◆ What you are asked to do
Scan the entries for lines with the word "composer" and copy those lines.

◆ Records supplied
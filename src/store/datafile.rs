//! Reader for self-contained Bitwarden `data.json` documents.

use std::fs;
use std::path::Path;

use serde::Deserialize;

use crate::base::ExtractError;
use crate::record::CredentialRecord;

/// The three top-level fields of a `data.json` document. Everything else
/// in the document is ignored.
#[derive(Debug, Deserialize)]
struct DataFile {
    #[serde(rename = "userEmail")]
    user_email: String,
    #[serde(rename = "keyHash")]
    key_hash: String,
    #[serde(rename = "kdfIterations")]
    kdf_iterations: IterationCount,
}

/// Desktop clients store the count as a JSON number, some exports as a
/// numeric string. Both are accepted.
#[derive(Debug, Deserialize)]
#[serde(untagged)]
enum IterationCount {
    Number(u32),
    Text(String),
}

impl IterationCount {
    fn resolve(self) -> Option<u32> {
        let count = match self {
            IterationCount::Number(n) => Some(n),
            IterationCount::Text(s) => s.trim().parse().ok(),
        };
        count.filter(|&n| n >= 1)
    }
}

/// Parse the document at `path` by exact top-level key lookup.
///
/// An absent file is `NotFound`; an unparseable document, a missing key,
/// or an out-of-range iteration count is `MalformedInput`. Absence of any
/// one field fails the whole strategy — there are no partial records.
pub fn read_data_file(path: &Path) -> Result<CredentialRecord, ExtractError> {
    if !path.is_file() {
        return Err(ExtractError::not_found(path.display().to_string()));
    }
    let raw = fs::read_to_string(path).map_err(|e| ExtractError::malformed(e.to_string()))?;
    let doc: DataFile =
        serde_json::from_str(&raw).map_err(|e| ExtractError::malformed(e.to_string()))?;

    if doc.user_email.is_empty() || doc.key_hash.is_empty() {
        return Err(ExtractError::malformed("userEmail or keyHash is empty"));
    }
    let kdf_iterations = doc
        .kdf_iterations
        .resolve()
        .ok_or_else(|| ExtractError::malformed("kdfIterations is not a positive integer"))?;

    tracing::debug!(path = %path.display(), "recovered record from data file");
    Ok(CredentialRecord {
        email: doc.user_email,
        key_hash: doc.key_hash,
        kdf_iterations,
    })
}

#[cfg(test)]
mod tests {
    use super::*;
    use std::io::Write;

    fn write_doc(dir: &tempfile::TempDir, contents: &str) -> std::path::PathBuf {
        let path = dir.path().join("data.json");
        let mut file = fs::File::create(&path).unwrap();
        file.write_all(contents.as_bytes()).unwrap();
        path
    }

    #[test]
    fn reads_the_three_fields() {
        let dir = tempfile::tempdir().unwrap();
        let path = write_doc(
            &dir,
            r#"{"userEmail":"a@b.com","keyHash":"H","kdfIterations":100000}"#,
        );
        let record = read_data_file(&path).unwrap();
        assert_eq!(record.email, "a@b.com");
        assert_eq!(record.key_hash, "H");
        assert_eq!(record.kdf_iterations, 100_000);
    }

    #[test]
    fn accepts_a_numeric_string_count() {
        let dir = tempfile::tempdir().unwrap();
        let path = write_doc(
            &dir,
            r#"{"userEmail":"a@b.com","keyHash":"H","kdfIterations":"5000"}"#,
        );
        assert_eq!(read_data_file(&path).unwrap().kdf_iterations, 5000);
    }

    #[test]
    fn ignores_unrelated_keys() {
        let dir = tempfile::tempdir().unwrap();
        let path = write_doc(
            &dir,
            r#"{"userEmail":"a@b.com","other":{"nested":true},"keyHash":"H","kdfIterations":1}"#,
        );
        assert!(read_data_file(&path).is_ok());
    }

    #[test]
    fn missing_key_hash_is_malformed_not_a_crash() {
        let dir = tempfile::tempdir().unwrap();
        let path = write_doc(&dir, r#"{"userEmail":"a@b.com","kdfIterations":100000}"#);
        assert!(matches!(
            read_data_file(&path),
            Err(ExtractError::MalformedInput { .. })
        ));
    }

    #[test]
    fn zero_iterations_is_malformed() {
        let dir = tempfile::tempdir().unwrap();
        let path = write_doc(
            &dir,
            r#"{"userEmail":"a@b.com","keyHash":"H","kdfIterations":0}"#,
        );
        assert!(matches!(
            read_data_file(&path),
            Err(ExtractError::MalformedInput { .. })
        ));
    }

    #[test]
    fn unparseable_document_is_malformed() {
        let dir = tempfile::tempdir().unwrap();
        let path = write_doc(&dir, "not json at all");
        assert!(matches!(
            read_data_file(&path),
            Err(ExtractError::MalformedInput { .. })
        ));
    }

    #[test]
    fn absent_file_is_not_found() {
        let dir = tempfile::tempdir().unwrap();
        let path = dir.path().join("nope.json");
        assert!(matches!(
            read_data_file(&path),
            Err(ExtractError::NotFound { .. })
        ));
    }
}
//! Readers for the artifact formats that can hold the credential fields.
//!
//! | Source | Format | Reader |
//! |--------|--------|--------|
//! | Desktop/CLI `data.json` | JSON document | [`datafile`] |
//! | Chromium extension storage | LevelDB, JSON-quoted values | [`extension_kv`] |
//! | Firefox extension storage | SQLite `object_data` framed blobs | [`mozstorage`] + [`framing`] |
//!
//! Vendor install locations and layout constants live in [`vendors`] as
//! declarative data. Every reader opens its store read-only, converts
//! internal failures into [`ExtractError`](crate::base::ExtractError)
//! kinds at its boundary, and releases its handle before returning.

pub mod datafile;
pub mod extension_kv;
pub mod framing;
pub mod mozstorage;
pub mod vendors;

* * *

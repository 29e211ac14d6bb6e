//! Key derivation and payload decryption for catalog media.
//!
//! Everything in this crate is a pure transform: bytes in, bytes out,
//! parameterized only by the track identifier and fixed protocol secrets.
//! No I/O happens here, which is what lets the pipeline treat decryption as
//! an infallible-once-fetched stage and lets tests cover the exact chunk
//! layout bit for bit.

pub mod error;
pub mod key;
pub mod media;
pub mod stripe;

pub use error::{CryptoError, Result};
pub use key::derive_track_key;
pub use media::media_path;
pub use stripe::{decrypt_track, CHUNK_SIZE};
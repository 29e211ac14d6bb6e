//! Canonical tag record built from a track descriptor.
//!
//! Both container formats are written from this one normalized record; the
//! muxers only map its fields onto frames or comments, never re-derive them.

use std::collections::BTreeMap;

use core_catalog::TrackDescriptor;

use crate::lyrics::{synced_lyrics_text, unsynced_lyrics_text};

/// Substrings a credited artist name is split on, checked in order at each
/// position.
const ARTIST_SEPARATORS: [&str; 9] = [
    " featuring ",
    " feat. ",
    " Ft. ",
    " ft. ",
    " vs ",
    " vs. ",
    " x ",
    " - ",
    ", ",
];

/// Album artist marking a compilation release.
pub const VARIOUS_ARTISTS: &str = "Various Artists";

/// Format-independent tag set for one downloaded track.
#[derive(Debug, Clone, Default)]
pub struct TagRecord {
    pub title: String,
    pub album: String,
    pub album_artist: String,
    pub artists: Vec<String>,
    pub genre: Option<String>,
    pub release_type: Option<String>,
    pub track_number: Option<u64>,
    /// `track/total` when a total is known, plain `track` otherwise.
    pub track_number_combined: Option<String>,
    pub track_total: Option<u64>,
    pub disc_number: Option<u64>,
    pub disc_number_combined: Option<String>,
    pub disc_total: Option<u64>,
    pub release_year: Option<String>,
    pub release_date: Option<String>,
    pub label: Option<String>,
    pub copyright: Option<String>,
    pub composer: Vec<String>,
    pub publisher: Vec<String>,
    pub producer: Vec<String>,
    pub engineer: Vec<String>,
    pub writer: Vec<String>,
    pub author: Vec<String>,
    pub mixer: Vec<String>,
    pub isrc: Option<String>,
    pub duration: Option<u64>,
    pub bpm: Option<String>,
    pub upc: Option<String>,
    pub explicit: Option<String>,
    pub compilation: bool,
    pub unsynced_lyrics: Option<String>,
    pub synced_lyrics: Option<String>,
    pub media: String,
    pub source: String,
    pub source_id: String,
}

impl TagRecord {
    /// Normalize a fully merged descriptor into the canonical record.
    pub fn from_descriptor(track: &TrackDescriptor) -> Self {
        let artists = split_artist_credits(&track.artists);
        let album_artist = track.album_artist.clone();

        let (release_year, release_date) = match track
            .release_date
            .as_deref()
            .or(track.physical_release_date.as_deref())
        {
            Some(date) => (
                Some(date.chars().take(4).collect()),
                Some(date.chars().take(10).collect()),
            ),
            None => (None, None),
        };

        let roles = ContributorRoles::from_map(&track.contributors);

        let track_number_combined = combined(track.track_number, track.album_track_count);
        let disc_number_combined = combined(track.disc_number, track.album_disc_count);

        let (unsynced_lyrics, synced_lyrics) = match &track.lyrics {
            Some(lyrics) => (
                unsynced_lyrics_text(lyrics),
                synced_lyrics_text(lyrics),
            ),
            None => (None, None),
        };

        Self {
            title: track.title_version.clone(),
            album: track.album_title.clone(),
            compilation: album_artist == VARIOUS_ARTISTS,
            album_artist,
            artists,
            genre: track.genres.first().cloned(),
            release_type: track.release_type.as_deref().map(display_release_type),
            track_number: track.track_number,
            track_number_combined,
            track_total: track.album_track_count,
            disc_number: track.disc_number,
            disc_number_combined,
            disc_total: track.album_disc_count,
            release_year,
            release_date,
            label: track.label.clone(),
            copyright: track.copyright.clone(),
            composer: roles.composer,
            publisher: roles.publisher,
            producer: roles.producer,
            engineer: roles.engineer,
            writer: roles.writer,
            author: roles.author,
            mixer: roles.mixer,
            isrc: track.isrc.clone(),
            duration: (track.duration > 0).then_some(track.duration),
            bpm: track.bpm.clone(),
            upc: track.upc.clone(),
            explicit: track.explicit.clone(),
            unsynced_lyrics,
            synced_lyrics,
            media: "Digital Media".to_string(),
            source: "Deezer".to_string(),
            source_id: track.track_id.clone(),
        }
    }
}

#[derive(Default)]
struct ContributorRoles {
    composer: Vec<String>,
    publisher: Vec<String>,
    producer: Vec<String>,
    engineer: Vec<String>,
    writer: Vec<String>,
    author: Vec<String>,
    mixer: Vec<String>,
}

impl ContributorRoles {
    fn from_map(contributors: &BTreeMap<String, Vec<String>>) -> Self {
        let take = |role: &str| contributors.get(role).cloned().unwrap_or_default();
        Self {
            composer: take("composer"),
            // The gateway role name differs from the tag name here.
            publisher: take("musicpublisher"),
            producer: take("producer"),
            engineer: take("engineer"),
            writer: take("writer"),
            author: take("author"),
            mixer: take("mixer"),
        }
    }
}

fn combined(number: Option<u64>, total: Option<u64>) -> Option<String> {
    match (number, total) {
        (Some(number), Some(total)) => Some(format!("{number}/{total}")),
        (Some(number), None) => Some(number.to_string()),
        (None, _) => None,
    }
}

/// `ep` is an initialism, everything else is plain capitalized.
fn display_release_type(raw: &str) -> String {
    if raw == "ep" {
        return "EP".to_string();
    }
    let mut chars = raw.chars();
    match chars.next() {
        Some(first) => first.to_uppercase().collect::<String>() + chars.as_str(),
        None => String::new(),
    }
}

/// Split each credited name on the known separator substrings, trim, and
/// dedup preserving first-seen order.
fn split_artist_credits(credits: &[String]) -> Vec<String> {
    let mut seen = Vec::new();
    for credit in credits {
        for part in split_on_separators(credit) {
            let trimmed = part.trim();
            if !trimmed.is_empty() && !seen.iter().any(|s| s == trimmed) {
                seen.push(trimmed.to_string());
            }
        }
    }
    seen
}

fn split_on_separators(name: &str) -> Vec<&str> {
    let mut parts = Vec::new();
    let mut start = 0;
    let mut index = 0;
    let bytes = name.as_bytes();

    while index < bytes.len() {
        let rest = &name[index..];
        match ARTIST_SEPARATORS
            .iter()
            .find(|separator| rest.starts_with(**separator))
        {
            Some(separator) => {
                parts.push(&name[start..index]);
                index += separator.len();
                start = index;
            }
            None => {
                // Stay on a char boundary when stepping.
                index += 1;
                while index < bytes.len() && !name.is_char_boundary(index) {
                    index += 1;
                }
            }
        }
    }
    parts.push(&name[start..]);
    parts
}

--

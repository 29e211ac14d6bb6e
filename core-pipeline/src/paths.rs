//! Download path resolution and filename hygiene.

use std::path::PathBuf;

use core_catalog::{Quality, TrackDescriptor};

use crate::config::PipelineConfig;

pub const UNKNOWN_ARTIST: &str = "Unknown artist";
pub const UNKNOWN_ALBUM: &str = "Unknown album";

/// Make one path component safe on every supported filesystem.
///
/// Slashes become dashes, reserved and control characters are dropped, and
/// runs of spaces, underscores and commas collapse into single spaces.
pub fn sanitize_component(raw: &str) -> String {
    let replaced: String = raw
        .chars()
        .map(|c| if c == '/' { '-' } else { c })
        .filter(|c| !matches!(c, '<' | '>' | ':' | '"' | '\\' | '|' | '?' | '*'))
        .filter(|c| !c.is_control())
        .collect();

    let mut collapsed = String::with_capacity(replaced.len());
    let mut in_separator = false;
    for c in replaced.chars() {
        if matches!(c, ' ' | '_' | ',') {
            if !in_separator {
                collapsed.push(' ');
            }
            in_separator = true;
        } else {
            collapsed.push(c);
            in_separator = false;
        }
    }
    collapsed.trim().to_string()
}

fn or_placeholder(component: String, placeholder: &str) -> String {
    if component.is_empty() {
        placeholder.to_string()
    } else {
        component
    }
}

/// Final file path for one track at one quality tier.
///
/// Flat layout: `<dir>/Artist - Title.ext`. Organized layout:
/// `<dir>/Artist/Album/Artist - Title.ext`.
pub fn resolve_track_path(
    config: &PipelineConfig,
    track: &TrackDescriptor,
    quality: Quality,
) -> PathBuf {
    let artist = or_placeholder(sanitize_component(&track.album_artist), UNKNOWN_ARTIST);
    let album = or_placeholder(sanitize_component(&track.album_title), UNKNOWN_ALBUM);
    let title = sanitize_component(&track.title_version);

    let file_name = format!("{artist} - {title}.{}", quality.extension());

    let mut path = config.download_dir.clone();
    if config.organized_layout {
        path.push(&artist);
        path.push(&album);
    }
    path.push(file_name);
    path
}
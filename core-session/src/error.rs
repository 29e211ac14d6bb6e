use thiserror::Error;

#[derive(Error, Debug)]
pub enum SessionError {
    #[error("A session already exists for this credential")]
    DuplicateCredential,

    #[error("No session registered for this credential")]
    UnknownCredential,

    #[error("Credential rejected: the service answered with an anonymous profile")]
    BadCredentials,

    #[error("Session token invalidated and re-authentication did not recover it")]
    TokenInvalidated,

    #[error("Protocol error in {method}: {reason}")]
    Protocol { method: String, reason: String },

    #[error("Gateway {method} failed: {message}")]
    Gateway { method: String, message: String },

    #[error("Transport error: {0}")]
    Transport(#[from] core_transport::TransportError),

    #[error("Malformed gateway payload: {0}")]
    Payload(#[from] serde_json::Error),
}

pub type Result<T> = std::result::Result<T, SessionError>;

◆ Solution for this task
    pub composer: Vec<String>,
            composer: roles.composer,
    composer: Vec<String>,
            composer: take("composer"),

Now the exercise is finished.